Bleeding
The story is by Pink News “gender and identity” reporter Vic Parsons, who is or pretends to be incredulous that any women or girls ever have issues to do with excess bleeding.
Conservative peer Lord Lucas has spoken out about gender-neutral toilets, which he bizarrely thinks should be scrapped because women don’t want to “wash their bloody underwear” in front of men.
Vic Parsons doesn’t explain what’s bizarre about that.
The reality is that women don’t want to wash bloody underpants in front of anyone except possibly immediate family. Certainly having to wash blood out of one’s underpants in any public restroom/toilet would be a depressing and embarrassing need, but it would for sure be much worse in a “gender neutral” restroom toilet. Personally I don’t think women do that much – I think it’s more usual to wrap everything in layers of paper towel and wait until you get home to do the washing part. But I think if they do need to they should have a man-free restroom/toilet to do it in. Vic Parsons however is full of disdain.
During a House of Lords debate on Monday, Lucas claimed that gender-neutral bathrooms should be scrapped because women are “unsafe and uncomfortable” sharing space with men when they’re on their period.
“I do not think that any woman really wants to wash her bloody underwear when she has flooded during a period in front of men,” said Lucas, who, despite what this statement would have you believe, has been married to three women and has two daughters.
Maybe one or more of them had or have exceptionally heavy periods. That can happen, you know.
Doesn’t happen to transwomen, so it doesn’t happen to ciswomen. Duh. Obviously.
In accordance with that, can I take this opportunity to urge all the male visitors to this site, and particularly those inclined to comment here on the stuff OB publishes, to be cleaner, stop raping, stop flashing, and stop all other forms of indecent abuse; particularly those of you with an inclination to use womens’ toilets, change-rooms and such. Yes, I’m talking to you. YOU KNOW WHO YOU ARE!!!! (Even if I don’t.)

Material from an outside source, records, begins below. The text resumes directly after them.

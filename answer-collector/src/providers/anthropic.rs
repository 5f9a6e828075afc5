//! Anthropic (Claude) messages API client

use async_trait::async_trait;
use reqwest::Client;
use serde::{Deserialize, Serialize};
use std::time::{Duration, Instant};

use super::traits::{
    check_request, error_for_status, Completion, LLMProvider, ProviderError, ProviderResult,
};
use crate::config::ProviderKind;

const DEFAULT_BASE_URL: &str = "https://api.anthropic.com/v1";
const API_VERSION: &str = "2023-06-01";
const DEFAULT_MAX_TOKENS: u32 = 1024;

/// Anthropic API client
pub struct AnthropicClient {
    name: String,
    api_key: String,
    base_url: String,
    http_client: Client,
    max_tokens: u32,
}

impl AnthropicClient {
    /// Create a new Anthropic client
    pub fn new(api_key: String) -> Self {
        Self {
            name: "anthropic".to_string(),
            api_key,
            base_url: DEFAULT_BASE_URL.to_string(),
            http_client: Client::new(),
            max_tokens: DEFAULT_MAX_TOKENS,
        }
    }

    /// Create from environment variable
    pub fn from_env(var: &str) -> ProviderResult<Self> {
        let api_key = std::env::var(var)
            .map_err(|_| ProviderError::Config(format!("{} not set", var)))?;
        Ok(Self::new(api_key))
    }

    pub fn with_name(mut self, name: impl Into<String>) -> Self {
        self.name = name.into();
        self
    }

    /// Set custom base URL
    pub fn with_base_url(mut self, url: impl Into<String>) -> Self {
        self.base_url = url.into().trim_end_matches('/').to_string();
        self
    }

    pub fn with_timeout(mut self, timeout: Duration) -> ProviderResult<Self> {
        self.http_client = Client::builder().timeout(timeout).build()?;
        Ok(self)
    }

    pub fn with_max_tokens(mut self, max_tokens: u32) -> Self {
        self.max_tokens = max_tokens;
        self
    }
}

#[derive(Serialize)]
struct AnthropicRequest<'a> {
    model: &'a str,
    max_tokens: u32,
    messages: Vec<AnthropicMessage<'a>>,
}

#[derive(Serialize)]
struct AnthropicMessage<'a> {
    role: &'static str,
    content: &'a str,
}

#[derive(Deserialize)]
struct AnthropicResponse {
    #[serde(default)]
    content: Vec<ContentBlock>,
    #[serde(default)]
    model: Option<String>,
    #[serde(default)]
    usage: Option<Usage>,
}

#[derive(Deserialize)]
struct ContentBlock {
    #[serde(rename = "type")]
    content_type: String,
    #[serde(default)]
    text: Option<String>,
}

#[derive(Deserialize)]
struct Usage {
    #[serde(default)]
    input_tokens: u32,
    #[serde(default)]
    output_tokens: u32,
}

#[derive(Deserialize)]
struct AnthropicError {
    error: ErrorDetail,
}

#[derive(Deserialize)]
struct ErrorDetail {
    message: String,
}

#[async_trait]
impl LLMProvider for AnthropicClient {
    fn name(&self) -> &str {
        &self.name
    }

    fn kind(&self) -> ProviderKind {
        ProviderKind::Anthropic
    }

    async fn ask(&self, model_id: &str, question_text: &str) -> ProviderResult<Completion> {
        check_request(model_id, question_text)?;

        let start = Instant::now();

        let body = AnthropicRequest {
            model: model_id,
            max_tokens: self.max_tokens,
            messages: vec![AnthropicMessage {
                role: "user",
                content: question_text,
            }],
        };

        let response = self
            .http_client
            .post(format!("{}/messages", self.base_url))
            .header("x-api-key", &self.api_key)
            .header("anthropic-version", API_VERSION)
            .header("content-type", "application/json")
            .json(&body)
            .send()
            .await?;

        let latency_ms = start.elapsed().as_millis() as u64;
        let status = response.status();

        if !status.is_success() {
            let headers = response.headers().clone();
            let text = response.text().await.unwrap_or_default();
            let message = match serde_json::from_str::<AnthropicError>(&text) {
                Ok(error) => error.error.message,
                Err(_) => format!("HTTP {}: {}", status.as_u16(), text),
            };
            return Err(error_for_status(status, &headers, message));
        }

        let api_response: AnthropicResponse = response.json().await?;

        let texts: Vec<String> = api_response
            .content
            .into_iter()
            .filter(|block| block.content_type == "text")
            .filter_map(|block| block.text)
            .collect();

        if texts.is_empty() {
            return Err(ProviderError::Malformed(
                "No text block in response".to_string(),
            ));
        }

        let (input_tokens, output_tokens) = api_response
            .usage
            .map(|u| (u.input_tokens, u.output_tokens))
            .unwrap_or((0, 0));

        Ok(Completion {
            text: texts.join(""),
            model: api_response.model.unwrap_or_else(|| model_id.to_string()),
            input_tokens,
            output_tokens,
            latency_ms,
        })
    }
}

There. That’s my good deed done for the day. Feel better for it, too. Hope Shithead – I mean Vic Parsons – gets to read it and congratulate me.
Now where was I?
I used to have heavy period days that also came with a bonus of diarrhea. So, yes, Penis News Moron, I have had to wash out underwear in public restroom sinks and then try to make it through the rest of long working days. I cannot imagine what it would have been like to deal with some of my more odious male coworkers if I had to do that in front of them. Hope the younger women will stand up for themselves or their lives are going to be worse than the lives of one or two generations of women before them.
Well, sure. Now that we “know” that woman doesn’t name a particular kind of person, nothing is true of women as a group. What do woman want or need? Nothing! Who cares!
So, after all this time, Alice Cooper was wrong.
“It apparently did not occur to Lord Lucas that the better solution, rather than maintaining the status quo of women having a “space where they can be free of… overt male sexual behaviours” could be to work harder to address sexual harassment and male violence against women.
And also for men to be cleaner.”
Why does it have to be either/or? People can do both!
Heck yes I’ve washed undies in a restroom sink. Do men never contact blood in their lives at all? You can’t swaddle everything in paper towels and leave it for later (ew, NO) unless you have an unlimited underwear budget and enjoy underwear shopping. The way you get blood out is A) with cold water and B) immediately.
Incident like this are the only good reason hand dryers exist.
Well, I wish I had posted that after rereading the article and not before. I’m sorry.